Miller Endowed Chair for Industrial and International Security, Professor of Political Science, Director – The International Security and Intelligence Studies Program, Bellevue University, USA

Vyacheslav Volodin was elected as head of the Collective Security Treaty Organization’s Parliamentary Assembly during the 9th Plenary Session of the CSTO’s PA in St. Petersburg on November 24th. Thus concludes a relatively fast and interesting transition personally for the influential Volodin, who in just three months has gone from the first deputy chief of President Putin’s staff in the Kremlin to being elected to the Russian Duma from his native Saratov to quickly becoming that body’s Speaker, officially putting him fourth in line in terms of Russian political power, behind the President, Prime Minister, and speaker of the Federation Council, the upper chamber of the national parliament.

This is, of course, only a technical accounting of how power formally flows within the Russian system. In his former position within the Presidential staff, Volodin basically oversaw everything from home elections to debates in parliament, NGOS, and political institutions. He was the chief strategist for Putin’s presidential campaign in 2012 (which was a very important position indeed, being on the heels of the Bolotnaya protests of 2011) and was in charge of the 2016 parliamentary election, which saw the ruling United Russia party win 343 of 450 Duma seats, constituting a super-majority.

Volodin’s move was so smooth a transition that it clearly comes with the affirmation of the Kremlin. Indeed, the CSTO PA vote for his election today was unanimous. The CSTO, honestly an organization that is not new but is still little known in the West, is a military alliance comprised of Russia, Armenia, Belarus, Kazakhstan, Kyrgyzstan, and Tajikistan. It was first formed back in 1992, shortly after the collapse of the Soviet Union, with the aim to facilitate cooperation and strengthen regional security at a time when those two issues in specific were under great doubt and concern. The CSTO Parliamentary Assembly includes 79 lawmakers from the member states and has three permanent committees that consider broad-based dilemmas that cover political, legal, economic, and social problems innate to the Post-Soviet space and beyond. It also in part addresses issues of international cooperation and security.

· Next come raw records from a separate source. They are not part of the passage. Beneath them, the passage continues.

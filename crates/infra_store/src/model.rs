//! Persisted records and their status state machines.
//!
//! Task lifecycle:
//!
//! ```text
//! QUEUED --claim--> RUNNING --complete--> SUCCEEDED
//!   ^                  |  \
//!   |                  |   `--fail, attempt >= max_attempts--> DEAD
//!   `----- FAILED <----'  fail, attempts left
//! ```
//!
//! A RUNNING task whose lease has expired is claimable again; the claim
//! increments `attempt`.

use std::fmt;
use std::str::FromStr;
use std::time::Duration;

use chrono::{DateTime, Utc};
use pricer_core::types::Measures;
use serde::{Deserialize, Serialize};
use uuid::Uuid;

use crate::error::StoreError;

/// Task status.
#[derive(Debug, Clone, Copy, PartialEq, Eq, Hash, Serialize, Deserialize)]
#[serde(rename_all = "SCREAMING_SNAKE_CASE")]
pub enum TaskStatus {
    Queued,
    Running,
    Succeeded,
    Failed,
    Dead,
}

impl TaskStatus {
    /// All statuses, in lifecycle order.
    pub const ALL: [TaskStatus; 5] = [
        TaskStatus::Queued,
        TaskStatus::Running,
        TaskStatus::Succeeded,
        TaskStatus::Failed,
        TaskStatus::Dead,
    ];

    /// Column value.
    pub fn as_str(&self) -> &'static str {
        match self {
            TaskStatus::Queued => "QUEUED",
            TaskStatus::Running => "RUNNING",
            TaskStatus::Succeeded => "SUCCEEDED",
            TaskStatus::Failed => "FAILED",
            TaskStatus::Dead => "DEAD",
        }
    }

    /// SUCCEEDED and DEAD are never left.
    pub fn is_terminal(&self) -> bool {
        matches!(self, TaskStatus::Succeeded | TaskStatus::Dead)
    }
}

impl FromStr for TaskStatus {
    type Err = StoreError;

    fn from_str(s: &str) -> Result<Self, Self::Err> {
        TaskStatus::ALL
            .into_iter()
            .find(|st| st.as_str() == s)
            .ok_or_else(|| StoreError::Corrupt(format!("unknown task status {}", s)))
    }
}

impl fmt::Display for TaskStatus {
    fn fmt(&self, f: &mut fmt::Formatter<'_>) -> fmt::Result {
        f.write_str(self.as_str())
    }
}

/// Aggregate run status derived from task counts.
#[derive(Debug, Clone, Copy, PartialEq, Eq, Serialize, Deserialize)]
#[serde(rename_all = "SCREAMING_SNAKE_CASE")]
pub enum RunStatus {
    Queued,
    Running,
    Succeeded,
    CompletedWithErrors,
}

impl RunStatus {
    /// Column value.
    pub fn as_str(&self) -> &'static str {
        match self {
            RunStatus::Queued => "QUEUED",
            RunStatus::Running => "RUNNING",
            RunStatus::Succeeded => "SUCCEEDED",
            RunStatus::CompletedWithErrors => "COMPLETED_WITH_ERRORS",
        }
    }

    /// No task will run again.
    pub fn is_finished(&self) -> bool {
        matches!(self, RunStatus::Succeeded | RunStatus::CompletedWithErrors)
    }
}

impl FromStr for RunStatus {
    type Err = StoreError;

    fn from_str(s: &str) -> Result<Self, Self::Err> {
        match s {
            "QUEUED" => Ok(RunStatus::Queued),
            "RUNNING" => Ok(RunStatus::Running),
            "SUCCEEDED" => Ok(RunStatus::Succeeded),
            "COMPLETED_WITH_ERRORS" => Ok(RunStatus::CompletedWithErrors),
            other => Err(StoreError::Corrupt(format!("unknown run status {}", other))),
        }
    }
}

impl fmt::Display for RunStatus {
    fn fmt(&self, f: &mut fmt::Formatter<'_>) -> fmt::Result {
        f.write_str(self.as_str())
    }
}

/// Task counts for one run.
#[derive(Debug, Clone, Copy, Default, PartialEq, Eq, Serialize, Deserialize)]
pub struct RunProgress {
    pub queued: u64,
    pub running: u64,
    pub succeeded: u64,
    pub failed: u64,
    pub dead: u64,
}

impl RunProgress {
    /// Tally a list of statuses.
    pub fn from_statuses(statuses: impl IntoIterator<Item = TaskStatus>) -> Self {
        let mut p = Self::default();
        for s in statuses {
            p.add(s, 1);
        }
        p
    }

    /// Add `n` tasks in `status`.
    pub fn add(&mut self, status: TaskStatus, n: u64) {
        match status {
            TaskStatus::Queued => self.queued += n,
            TaskStatus::Running => self.running += n,
            TaskStatus::Succeeded => self.succeeded += n,
            TaskStatus::Failed => self.failed += n,
            TaskStatus::Dead => self.dead += n,
        }
    }

    pub fn total(&self) -> u64 {
        self.queued + self.running + self.succeeded + self.failed + self.dead
    }

    /// Tasks that may still execute.
    pub fn active(&self) -> u64 {
        self.queued + self.running + self.failed
    }

    /// Aggregate status.
    pub fn status(&self) -> RunStatus {
        if self.active() > 0 {
            if self.running == 0 && self.succeeded == 0 && self.dead == 0 && self.failed == 0 {
                RunStatus::Queued
            } else {
                RunStatus::Running
            }
        } else if self.dead > 0 {
            RunStatus::CompletedWithErrors
        } else if self.total() == 0 {
            RunStatus::Queued
        } else {
            RunStatus::Succeeded
        }
    }
}

/// A logical valuation batch.
#[derive(Debug, Clone, PartialEq, Serialize, Deserialize)]
pub struct RunRecord {
    pub run_id: String,
    pub run_type: String,
    pub as_of_time: DateTime<Utc>,
    pub market_snapshot_id: String,
    pub position_snapshot_id: String,
    /// Measure names, in request order
    pub measures: Vec<String>,
    /// Scenario ids, in request order
    pub scenarios: Vec<String>,
    /// Portfolio node ids in scope
    pub portfolio_scope: Vec<String>,
    pub hash_mod: u32,
    pub max_attempts: u32,
    pub status: RunStatus,
    pub requested_by: Option<String>,
    pub created_at: DateTime<Utc>,
    pub updated_at: DateTime<Utc>,
}

/// One `(run, product_type, bucket)` unit of work.
#[derive(Debug, Clone, PartialEq, Serialize, Deserialize)]
pub struct TaskRecord {
    pub task_id: Uuid,
    pub run_id: String,
    pub portfolio_node_id: Option<String>,
    pub product_type: String,
    pub position_snapshot_id: String,
    pub hash_mod: u32,
    pub hash_bucket: u32,
    pub status: TaskStatus,
    /// Successful claims so far
    pub attempt: u32,
    pub max_attempts: u32,
    /// Set only while RUNNING
    pub leased_until: Option<DateTime<Utc>>,
    /// Worker that made the latest claim
    pub leased_by: Option<String>,
    /// Not claimable before this instant while QUEUED
    pub available_at: DateTime<Utc>,
    pub last_error: Option<String>,
    pub created_at: DateTime<Utc>,
    pub updated_at: DateTime<Utc>,
}

impl TaskRecord {
    /// A fresh QUEUED task.
    #[allow(clippy::too_many_arguments)]
    pub fn queued(
        task_id: Uuid,
        run_id: &str,
        portfolio_node_id: Option<String>,
        product_type: &str,
        position_snapshot_id: &str,
        hash_mod: u32,
        hash_bucket: u32,
        max_attempts: u32,
        now: DateTime<Utc>,
    ) -> Self {
        Self {
            task_id,
            run_id: run_id.to_string(),
            portfolio_node_id,
            product_type: product_type.to_string(),
            position_snapshot_id: position_snapshot_id.to_string(),
            hash_mod,
            hash_bucket,
            status: TaskStatus::Queued,
            attempt: 0,
            max_attempts,
            leased_until: None,
            leased_by: None,
            available_at: now,
            last_error: None,
            created_at: now,
            updated_at: now,
        }
    }

    /// Claimable at `now`.
    pub fn is_claimable(&self, now: DateTime<Utc>) -> bool {
        match self.status {
            TaskStatus::Queued => self.available_at <= now,
            TaskStatus::Running => self.leased_until.is_some_and(|t| t < now),
            _ => false,
        }
    }

    /// Attempts exhausted.
    pub fn attempts_exhausted(&self) -> bool {
        self.attempt >= self.max_attempts
    }
}

/// Provenance recorded with every result.
#[derive(Debug, Clone, PartialEq, Serialize, Deserialize)]
pub struct ComputeMeta {
    pub engine_version: String,
    pub worker_id: String,
    pub task_id: Uuid,
    pub attempt: u32,
    pub started_at: DateTime<Utc>,
    pub elapsed_micros: u64,
}

/// Latest measures for one `(run, position, scenario)`.
#[derive(Debug, Clone, PartialEq, Serialize, Deserialize)]
pub struct ValuationResult {
    pub run_id: String,
    pub position_id: String,
    pub scenario_id: String,
    pub instrument_id: Option<String>,
    pub portfolio_node_id: Option<String>,
    pub product_type: String,
    pub base_ccy: Option<String>,
    pub measures: Measures,
    pub compute_meta: ComputeMeta,
    /// SHA-256 over the canonical computation inputs
    pub input_hash: String,
    /// Preserved across upserts
    pub created_at: DateTime<Utc>,
    pub updated_at: DateTime<Utc>,
}

impl ValuationResult {
    /// Unique key.
    pub fn key(&self) -> (String, String, String) {
        (
            self.run_id.clone(),
            self.position_id.clone(),
            self.scenario_id.clone(),
        )
    }
}

/// What `create_run` actually wrote.
#[derive(Debug, Clone, Copy, Default, PartialEq, Eq)]
pub struct CreateRunOutcome {
    pub run_inserted: bool,
    pub snapshot_inserted: bool,
    pub tasks_inserted: usize,
}

/// How a failed task leaves RUNNING.
#[derive(Debug, Clone, Copy, PartialEq)]
pub enum FailAction {
    /// FAILED then QUEUED, claimable after `delay`
    Requeue { delay: Duration },
    /// Terminal
    DeadLetter,
}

Volodin himself has said it is very important for politicians to keep in touch with ‘ordinary citizens’ of the state. Some consider this yet another extension of the neo-populism that seems to be advancing in many other countries around the globe. Many Russians see the recent election of Donald Trump in America as the most vivid and surprising example of this trend. But in all honesty, it is not entirely incorrect to say that President Putin himself spear-headed this trend as far back as 2011, within Russia at least, when he created the All-Russia People’s Front as Prime Minister. At the time labeled officially by Kremlin spokespersons as a ‘supra-party’ not beholden to or accountable to any party bureaucracy, it was roundly criticized by Western analysts as something akin to a naked power grab by the soon-to-be-once-more-President. Given the tensions between Russia and the West (that were already in evidence back in 2011) it is easy to see why such an interpretation would be promulgated. But it was something of a mischaracterization that now seems to be only more powerfully borne out by these international trends happening across so many elections. Nowadays reaching out directly to the people, preferably without any intermediaries, looks like a smart, acute and correct strategy used by strong politicians in different countries.

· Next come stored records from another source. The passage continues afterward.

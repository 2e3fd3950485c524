//! Migrate command implementation
//!
//! Creates or upgrades the grid schema.

use infra_config::GridConfig;
use infra_store::Store;
use tracing::info;

use super::connect;
use crate::Result;

/// Run the migrate command
pub async fn run(config: &GridConfig) -> Result<()> {
    let store = connect(config).await?;
    store.migrate().await?;
    info!("Schema is up to date");
    Ok(())
}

This explains Putin’s continued physical commitment to the organization and why he makes so many personal appearances when the People’s Front meets, which just happened again recently when Putin himself fielded questions from a large audience of roughly 600 people. It seems that many in his administration staff and ministers felt uncomfortable at that moment, unable to predict questions to come, with all their preparations for the meeting becoming almost useless.

It is of course ironic that Putin found it necessary to create and then support an organization that is, ostensibly, somewhat nullifying the political relevance of his own parliamentary party. But it was also a very astute strategy that read the populist tea leaves, as it were: he effectively succeeded in separating himself in the eyes of the public from the parliamentary party in power that had come to be seen as at least partially inept and corrupt.

All of this took place with Volodin not just in the Kremlin as the right hand of Putin, but likely with Volodin himself having a significant role in the development of this strategy. His move now to the Duma Speakership and head of the CSTO PA should be seen as an attempt to engineer a much more difficult task: to reinvigorate the party of power so as to stem the tide of popular cynicism and the feeling of bureaucratic rot. That will be no easy task. As President-elect Donald Trump just learned when he had to formally ‘disavow’ a meeting of so-called ‘Alt Right’ voters that had met in Washington and proceeded to ‘salute’ Trump in absentia with Sieg Heil-type calls of glory uncomfortably reminiscent of Nazism, appealing to populist sentiment is easy. Staying ahead of it and not allowing it to run amok out of your control is far more challenging.